[Required action] Give back every record below precisely as written.

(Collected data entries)
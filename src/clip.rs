//! Clip pipeline: authenticate, fetch, classify, then clip eligible deals one at a time.
//!
//! Fatal failures (authentication, listing, cancellation) unwind to the caller. A failure on a
//! single deal is counted in [`ClipStats::errors`], logged with the deal id, and the loop moves
//! on. The rate limiter only runs after a successful clip, so skipped deals are never paced.
//! Final [`ClipStats`] reach the [`Observer`] exactly once per run, on every path.

// std
use std::time::Instant;
// self
use crate::{
	_prelude::*,
	obs::{NoopObserver, Observer, RunSpan, Stage},
	promotion::{ClipDeal, Disposition, PromotionSearchOptions, PromotionService},
	provider::Supermarket,
	rate_limit::RateLimiter,
};

/// Run-scoped outcome counters.
#[derive(Clone, Copy, Debug, Default, PartialEq, Eq, Serialize)]
pub struct ClipStats {
	/// Deals that were clipped before the run.
	pub already_clipped: usize,
	/// Deals clipped by this run.
	pub newly_clipped: usize,
	/// Deleted deals.
	pub deleted: usize,
	/// Deals that are not clippable.
	pub ignored: usize,
	/// Clip attempts that failed.
	pub errors: usize,
}
impl ClipStats {
	/// Counters paired with their stable bucket labels.
	pub fn buckets(&self) -> [(&'static str, usize); 5] {
		[
			("already_clipped", self.already_clipped),
			("newly_clipped", self.newly_clipped),
			("deleted", self.deleted),
			("ignored", self.ignored),
			("errors", self.errors),
		]
	}

	/// Sum of all buckets.
	pub fn total(&self) -> usize {
		self.buckets().iter().map(|(_, value)| value).sum()
	}
}
impl Display for ClipStats {
	fn fmt(&self, f: &mut Formatter) -> FmtResult {
		write!(
			f,
			"already: {}, newly: {}, deleted: {}, ignored: {}, errors: {}",
			self.already_clipped, self.newly_clipped, self.deleted, self.ignored, self.errors
		)
	}
}

/// Whether the run clips or only lists.
#[derive(Clone, Copy, Debug, Default, PartialEq, Eq)]
pub enum RunMode {
	/// Authenticate and fetch without clipping.
	#[default]
	ListOnly,
	/// Clip every eligible deal.
	ClipAll,
}

/// Result of a successful run.
#[derive(Debug)]
pub struct RunReport {
	/// Number of deals returned by the listing.
	pub fetched: usize,
	/// Final counters.
	pub stats: ClipStats,
	/// Per-deal failures, in list order.
	pub failures: Vec<Error>,
}

/// Orchestrates one run against a [`Supermarket`].
pub struct ClipPipeline {
	rate_limiter: RateLimiter,
	observer: Arc<dyn Observer>,
	mode: RunMode,
}
impl ClipPipeline {
	/// Creates a list-only pipeline paced by `rate_limiter`.
	pub fn new(rate_limiter: RateLimiter) -> Self {
		Self { rate_limiter, observer: Arc::new(NoopObserver), mode: RunMode::default() }
	}

	/// Sets the observer receiving run events.
	pub fn with_observer(mut self, observer: Arc<dyn Observer>) -> Self {
		self.observer = observer;

		self
	}

	/// Sets the run mode.
	pub fn with_mode(mut self, mode: RunMode) -> Self {
		self.mode = mode;

		self
	}

	/// Runs the pipeline once.
	pub async fn run(
		&self,
		ctx: &CancellationToken,
		supermarket: &dyn Supermarket,
		options: &PromotionSearchOptions,
	) -> Result<RunReport> {
		let started = Instant::now();
		let mut stats = ClipStats::default();

		self.observer.run_started();

		let outcome = self.execute(ctx, supermarket, options, &mut stats).await;

		self.observer.duration(Stage::Execution, started.elapsed());
		tracing::info!(
			already = stats.already_clipped,
			newly = stats.newly_clipped,
			deleted = stats.deleted,
			ignored = stats.ignored,
			errors = stats.errors,
			"clip: run stats"
		);
		self.observer.clip_stats(&stats);

		match outcome {
			Ok((fetched, failures)) => {
				self.observer.run_finished(true);

				Ok(RunReport { fetched, stats, failures })
			},
			Err(err) => {
				if !matches!(err, Error::Cancelled) {
					self.observer.error(err.category());
				}

				tracing::error!(error = %err, "clip: run failed");
				self.observer.run_finished(false);

				Err(err)
			},
		}
	}

	async fn execute(
		&self,
		ctx: &CancellationToken,
		supermarket: &dyn Supermarket,
		options: &PromotionSearchOptions,
		stats: &mut ClipStats,
	) -> Result<(usize, Vec<Error>)> {
		let authenticator = supermarket.authenticator()?;

		tracing::info!("clip: getting an access token");

		let started = Instant::now();

		RunSpan::new("authenticate").instrument(authenticator.refresh_token(ctx)).await?;
		self.observer.duration(Stage::TokenRefresh, started.elapsed());

		let promotion = supermarket.promotion()?;

		tracing::info!("clip: getting all promotions");

		let started = Instant::now();
		let deals = RunSpan::new("fetch")
			.instrument(promotion.clip_deals(ctx, options))
			.await
			.map_err(Error::fetch)?;

		self.observer.duration(Stage::PromotionsFetch, started.elapsed());
		self.observer.promotions_fetched(deals.len());

		if self.mode == RunMode::ListOnly {
			tracing::info!(count = deals.len(), "clip: list-only run, not clipping");

			return Ok((deals.len(), Vec::new()));
		}

		let failures =
			RunSpan::new("clip").instrument(self.clip_all(ctx, promotion, &deals, stats)).await?;

		Ok((deals.len(), failures))
	}

	async fn clip_all(
		&self,
		ctx: &CancellationToken,
		promotion: &dyn PromotionService,
		deals: &[ClipDeal],
		stats: &mut ClipStats,
	) -> Result<Vec<Error>> {
		let mut failures = Vec::new();
		let mut announced = false;

		for deal in deals {
			if ctx.is_cancelled() {
				return Err(Error::Cancelled);
			}

			match deal.classify() {
				Disposition::AlreadyClipped => stats.already_clipped += 1,
				Disposition::Ignored => stats.ignored += 1,
				Disposition::Deleted => stats.deleted += 1,
				Disposition::Eligible => {
					if !announced {
						tracing::info!("clip: clipping eligible promotions");

						announced = true;
					}

					let started = Instant::now();

					match promotion.clip_deal(ctx, deal).await {
						Ok(()) => {
							self.observer.duration(Stage::ClipDeal, started.elapsed());
							stats.newly_clipped += 1;
							tracing::info!(id = %deal.id, "clip: promotion clipped");
							self.rate_limiter.wait().await;
						},
						Err(Error::Cancelled) => return Err(Error::Cancelled),
						Err(source) => {
							tracing::error!(
								id = %deal.id,
								error = %source,
								"clip: promotion could not be clipped"
							);

							let err = Error::clip_item(deal.id.clone(), source);

							self.observer.error(err.category());
							stats.errors += 1;
							failures.push(err);
						},
					}
				},
			}
		}

		Ok(failures)
	}
}
impl Debug for ClipPipeline {
	fn fmt(&self, f: &mut Formatter) -> FmtResult {
		f.debug_struct("ClipPipeline")
			.field("rate_limiter", &self.rate_limiter)
			.field("mode", &self.mode)
			.finish()
	}
}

[Finished task]
filename src/clip.rs
//! Clip pipeline: authenticate, fetch, classify, then clip eligible deals one at a time.
//!
//! Fatal failures (authentication, listing, cancellation) unwind to the caller. A failure on a
//! single deal is counted in [`ClipStats::errors`], logged with the deal id, and the loop moves
//! on. The rate limiter only runs after a successful clip, so skipped deals are never paced.
//! Final [`ClipStats`] reach the [`Observer`] exactly once per run, on every path.

// std
use std::time::Instant;
// self
use crate::{
	_prelude::*,
	obs::{NoopObserver, Observer, RunSpan, Stage},
	promotion::{ClipDeal, Disposition, PromotionSearchOptions, PromotionService},
	provider::Supermarket,
	rate_limit::RateLimiter,
};

/// Run-scoped outcome counters.
#[derive(Clone, Copy, Debug, Default, PartialEq, Eq, Serialize)]
pub struct ClipStats {
	/// Deals that were clipped before the run.
	pub already_clipped: usize,
	/// Deals clipped by this run.
	pub newly_clipped: usize,
	/// Deleted deals.
	pub deleted: usize,
	/// Deals that are not clippable.
	pub ignored: usize,
	/// Clip attempts that failed.
	pub errors: usize,
}
impl ClipStats {
	/// Counters paired with their stable bucket labels.
	pub fn buckets(&self) -> [(&'static str, usize); 5] {
		[
			("already_clipped", self.already_clipped),
			("newly_clipped", self.newly_clipped),
			("deleted", self.deleted),
			("ignored", self.ignored),
			("errors", self.errors),
		]
	}

	/// Sum of all buckets.
	pub fn total(&self) -> usize {
		self.buckets().iter().map(|(_, value)| value).sum()
	}
}
impl Display for ClipStats {
	fn fmt(&self, f: &mut Formatter) -> FmtResult {
		write!(
			f,
			"already: {}, newly: {}, deleted: {}, ignored: {}, errors: {}",
			self.already_clipped, self.newly_clipped, self.deleted, self.ignored, self.errors
		)
	}
}

/// Whether the run clips or only lists.
#[derive(Clone, Copy, Debug, Default, PartialEq, Eq)]
pub enum RunMode {
	/// Authenticate and fetch without clipping.
	#[default]
	ListOnly,
	/// Clip every eligible deal.
	ClipAll,
}

/// Result of a successful run.
#[derive(Debug)]
pub struct RunReport {
	/// Number of deals returned by the listing.
	pub fetched: usize,
	/// Final counters.
	pub stats: ClipStats,
	/// Per-deal failures, in list order.
	pub failures: Vec<Error>,
}

/// Orchestrates one run against a [`Supermarket`].
pub struct ClipPipeline {
	rate_limiter: RateLimiter,
	observer: Arc<dyn Observer>,
	mode: RunMode,
}
impl ClipPipeline {
	/// Creates a list-only pipeline paced by `rate_limiter`.
	pub fn new(rate_limiter: RateLimiter) -> Self {
		Self { rate_limiter, observer: Arc::new(NoopObserver), mode: RunMode::default() }
	}

	/// Sets the observer receiving run events.
	pub fn with_observer(mut self, observer: Arc<dyn Observer>) -> Self {
		self.observer = observer;

		self
	}

	/// Sets the run mode.
	pub fn with_mode(mut self, mode: RunMode) -> Self {
		self.mode = mode;

		self
	}

	/// Runs the pipeline once.
	pub async fn run(
		&self,
		ctx: &CancellationToken,
		supermarket: &dyn Supermarket,
		options: &PromotionSearchOptions,
	) -> Result<RunReport> {
		let started = Instant::now();
		let mut stats = ClipStats::default();

		self.observer.run_started();

		let outcome = self.execute(ctx, supermarket, options, &mut stats).await;

		self.observer.duration(Stage::Execution, started.elapsed());
		tracing::info!(
			already = stats.already_clipped,
			newly = stats.newly_clipped,
			deleted = stats.deleted,
			ignored = stats.ignored,
			errors = stats.errors,
			"clip: run stats"
		);
		self.observer.clip_stats(&stats);

		match outcome {
			Ok((fetched, failures)) => {
				self.observer.run_finished(true);

				Ok(RunReport { fetched, stats, failures })
			},
			Err(err) => {
				if !matches!(err, Error::Cancelled) {
					self.observer.error(err.category());
				}

				tracing::error!(error = %err, "clip: run failed");
				self.observer.run_finished(false);

				Err(err)
			},
		}
	}

	async fn execute(
		&self,
		ctx: &CancellationToken,
		supermarket: &dyn Supermarket,
		options: &PromotionSearchOptions,
		stats: &mut ClipStats,
	) -> Result<(usize, Vec<Error>)> {
		let authenticator = supermarket.authenticator()?;

		tracing::info!("clip: getting an access token");

		let started = Instant::now();

		RunSpan::new("authenticate").instrument(authenticator.refresh_token(ctx)).await?;
		self.observer.duration(Stage::TokenRefresh, started.elapsed());

		let promotion = supermarket.promotion()?;

		tracing::info!("clip: getting all promotions");

		let started = Instant::now();
		let deals = RunSpan::new("fetch")
			.instrument(promotion.clip_deals(ctx, options))
			.await
			.map_err(Error::fetch)?;

		self.observer.duration(Stage::PromotionsFetch, started.elapsed());
		self.observer.promotions_fetched(deals.len());

		if self.mode == RunMode::ListOnly {
			tracing::info!(count = deals.len(), "clip: list-only run, not clipping");

			return Ok((deals.len(), Vec::new()));
		}

		let failures =
			RunSpan::new("clip").instrument(self.clip_all(ctx, promotion, &deals, stats)).await?;

		Ok((deals.len(), failures))
	}

	async fn clip_all(
		&self,
		ctx: &CancellationToken,
		promotion: &dyn PromotionService,
		deals: &[ClipDeal],
		stats: &mut ClipStats,
	) -> Result<Vec<Error>> {
		let mut failures = Vec::new();
		let mut announced = false;

		for deal in deals {
			if ctx.is_cancelled() {
				return Err(Error::Cancelled);
			}

			match deal.classify() {
				Disposition::AlreadyClipped => stats.already_clipped += 1,
				Disposition::Ignored => stats.ignored += 1,
				Disposition::Deleted => stats.deleted += 1,
				Disposition::Eligible => {
					if !announced {
						tracing::info!("clip: clipping eligible promotions");

						announced = true;
					}

					let started = Instant::now();

					match promotion.clip_deal(ctx, deal).await {
						Ok(()) => {
							self.observer.duration(Stage::ClipDeal, started.elapsed());
							stats.newly_clipped += 1;
							tracing::info!(id = %deal.id, "clip: promotion clipped");
							self.rate_limiter.wait().await;
						},
						Err(Error::Cancelled) => return Err(Error::Cancelled),
						Err(source) => {
							tracing::error!(
								id = %deal.id,
								error = %source,
								"clip: promotion could not be clipped"
							);

							let err = Error::clip_item(deal.id.clone(), source);

							self.observer.error(err.category());
							stats.errors += 1;
							failures.push(err);
						},
					}
				},
			}
		}

		Ok(failures)
	}
}
impl Debug for ClipPipeline {
	fn fmt(&self, f: &mut Formatter) -> FmtResult {
		f.debug_struct("ClipPipeline")
			.field("rate_limiter", &self.rate_limiter)
			.field("mode", &self.mode)
			.finish()
	}
}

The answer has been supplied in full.